BEGIN SUPPLIED ENTRIES

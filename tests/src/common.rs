// Shared fixtures
#![cfg(test)]

use std::{path::PathBuf, sync::Arc};

use segcap::{
    camera::{CaptureRequest, Lens, Orientation},
    math::Point3,
    scene::{Scene, SceneLoadSettings},
};

/// Fresh directory under the system temp dir, unique per test and process.
pub fn temp_dir(name: &str) -> PathBuf {
    let dir = std::env::temp_dir().join(format!("segcap-{}-{}", name, std::process::id()));
    if dir.exists() {
        std::fs::remove_dir_all(&dir).unwrap();
    }
    std::fs::create_dir_all(&dir).unwrap();
    dir
}

pub fn scene(yaml: &str) -> Arc<Scene> {
    Arc::new(Scene::from_yaml(yaml, &SceneLoadSettings::default()).unwrap())
}

/// Camera at the origin looking down +Z with the default lens
pub fn forward_request() -> CaptureRequest {
    CaptureRequest::new(&Lens::default(), Point3::zeros(), Orientation::default())
}

pub fn small_request(width: u32, height: u32) -> CaptureRequest {
    let lens = Lens {
        width,
        height,
        aspect: width as f32 / height as f32,
        ..Lens::default()
    };
    CaptureRequest::new(&lens, Point3::zeros(), Orientation::default())
}

/// YAML for an axis-aligned quad at depth `z` covering `[x0, x1] x [y0, y1]`
pub fn quad_object(
    name: &str,
    categories: &str,
    x0: f32,
    x1: f32,
    y0: f32,
    y1: f32,
    z: f32,
) -> String {
    format!(
        r#"
  - name: "{name}"
    categories: [{categories}]
    shapes:
      - type: quad
        corners: [[{x0}, {y0}, {z}], [{x1}, {y0}, {z}], [{x1}, {y1}, {z}], [{x0}, {y1}, {z}]]
"#
    )
}

/// Quad at depth `z` whose edges sit half a pixel outside the columns `j0..=j1` and rows
/// `i0..=i1` of the default lens, as seen from [forward_request].
pub fn pixel_quad(
    name: &str,
    categories: &str,
    j0: u32,
    j1: u32,
    i0: u32,
    i1: u32,
    z: f32,
) -> String {
    let lens = Lens::default();
    let half_h = z * (lens.fov.to_radians() / 2.0).tan();
    let half_w = half_h * lens.aspect;
    let x = |j: f32| -half_w + j * 2.0 * half_w / lens.width as f32;
    let y = |i: f32| half_h - i * 2.0 * half_h / lens.height as f32;
    quad_object(
        name,
        categories,
        x(j0 as f32 - 0.5),
        x(j1 as f32 + 0.5),
        y(i1 as f32 + 0.5),
        y(i0 as f32 - 0.5),
        z,
    )
}

pub fn scene_with(objects: &[String]) -> Arc<Scene> {
    scene(&format!("name: test\nobjects:\n{}", objects.concat()))
}
//! Core types for episodic model-based reinforcement learning experiments
//!
//! This crate holds the data model shared by the optimization backends and
//! the scheduler: tasks and their lifecycle, experience storage, policies,
//! cost functions, the plant contract, and the in-process dynamics model and
//! optimization objective.

#![warn(missing_docs)]
#![warn(clippy::all)]
#![warn(clippy::pedantic)]
#![allow(clippy::module_name_repetitions)]
#![allow(clippy::cast_precision_loss)]

pub mod cost;
pub mod dynamics;
pub mod error;
pub mod experience;
pub mod objective;
pub mod plant;
pub mod policy;
pub mod registry;
pub mod runner;
pub mod state_machine;
pub mod task;

// Re-export core traits and types
pub use cost::{wrap_angle, CostFunction, CostKind, TargetEntry};
pub use dynamics::{DynamicsModel, LinearDynamics};
pub use error::{MbrlError, Result};
pub use experience::{Episode, ExperienceStore, PolicySnapshot, Transition};
pub use objective::{Objective, ObjectiveInputs, ObjectiveSettings};
pub use plant::{Plant, PlantParams, PlantStep, StateDistribution, StepInfo};
pub use policy::{preprocess_angles, Capabilities, ExplorationPolicy, LearnedPolicy, Policy};
pub use registry::{TaskRegistry, TaskStatus};
pub use runner::EpisodeRunner;
pub use state_machine::{ActingPolicy, AfterEpisode, CyclePlan, Mode, TaskStateMachine};
pub use task::{OptimizerSettings, PolicySpec, Strategy, Task, TaskSpec, TaskState};

/// Prelude module for convenient imports
pub mod prelude {
    pub use crate::{
        ActingPolicy, AfterEpisode, EpisodeRunner, ExperienceStore, MbrlError, Plant, PlantParams,
        Policy, Result, Strategy, Task, TaskRegistry, TaskSpec, TaskState, TaskStateMachine,
    };
}
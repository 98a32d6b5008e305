//! Output directory handling

use std::path::{Path, PathBuf};

use chrono::Local;
use tokio::fs;

use episodic_core::{MbrlError, Result};

/// Make `dir` ready for a run.
///
/// When resuming the directory is reused as is. Otherwise an existing
/// directory is moved aside to `<dir>_<YYYYmmdd-HHMMSS>` and a fresh one
/// created. Returns where the previous contents went, if anywhere.
pub async fn prepare_output_dir(dir: &Path, resume: bool) -> Result<Option<PathBuf>> {
    let exists = fs::try_exists(dir)
        .await
        .map_err(|e| MbrlError::Persistence(format!("checking {}: {e}", dir.display())))?;

    let moved = if exists && !resume {
        let target = backup_path(dir).await;
        fs::rename(dir, &target).await.map_err(|e| {
            MbrlError::Persistence(format!(
                "moving {} to {}: {e}",
                dir.display(),
                target.display()
            ))
        })?;
        tracing::info!(from = %dir.display(), to = %target.display(), "moved previous output aside");
        Some(target)
    } else {
        None
    };

    fs::create_dir_all(dir)
        .await
        .map_err(|e| MbrlError::Persistence(format!("creating {}: {e}", dir.display())))?;
    Ok(moved)
}

async fn backup_path(dir: &Path) -> PathBuf {
    let stamp = Local::now().format("%Y%m%d-%H%M%S").to_string();
    let base = format!("{}_{stamp}", dir.display());
    let mut candidate = PathBuf::from(&base);
    let mut n = 1;
    // two runs within the same second
    while fs::try_exists(&candidate).await.unwrap_or(false) {
        candidate = PathBuf::from(format!("{base}-{n}"));
        n += 1;
    }
    candidate
}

END SUPPLIED ENTRIES

_EXERCISE INSTRUCTIONS_
Reproduce verbatim only the segment of the listing bounded by the line containing "let half_w = half_h * lens.aspect;" and the line containing "pub mod dynamics;", with both boundary lines included.

_OUTPUT FOR THIS EXERCISE_
    let half_w = half_h * lens.aspect;
    let x = |j: f32| -half_w + j * 2.0 * half_w / lens.width as f32;
    let y = |i: f32| half_h - i * 2.0 * half_h / lens.height as f32;
    quad_object(
        name,
        categories,
        x(j0 as f32 - 0.5),
        x(j1 as f32 + 0.5),
        y(i1 as f32 + 0.5),
        y(i0 as f32 - 0.5),
        z,
    )
}

pub fn scene_with(objects: &[String]) -> Arc<Scene> {
    scene(&format!("name: test\nobjects:\n{}", objects.concat()))
}
//! Core types for episodic model-based reinforcement learning experiments
//!
//! This crate holds the data model shared by the optimization backends and
//! the scheduler: tasks and their lifecycle, experience storage, policies,
//! cost functions, the plant contract, and the in-process dynamics model and
//! optimization objective.

#![warn(missing_docs)]
#![warn(clippy::all)]
#![warn(clippy::pedantic)]
#![allow(clippy::module_name_repetitions)]
#![allow(clippy::cast_precision_loss)]

pub mod cost;
pub mod dynamics;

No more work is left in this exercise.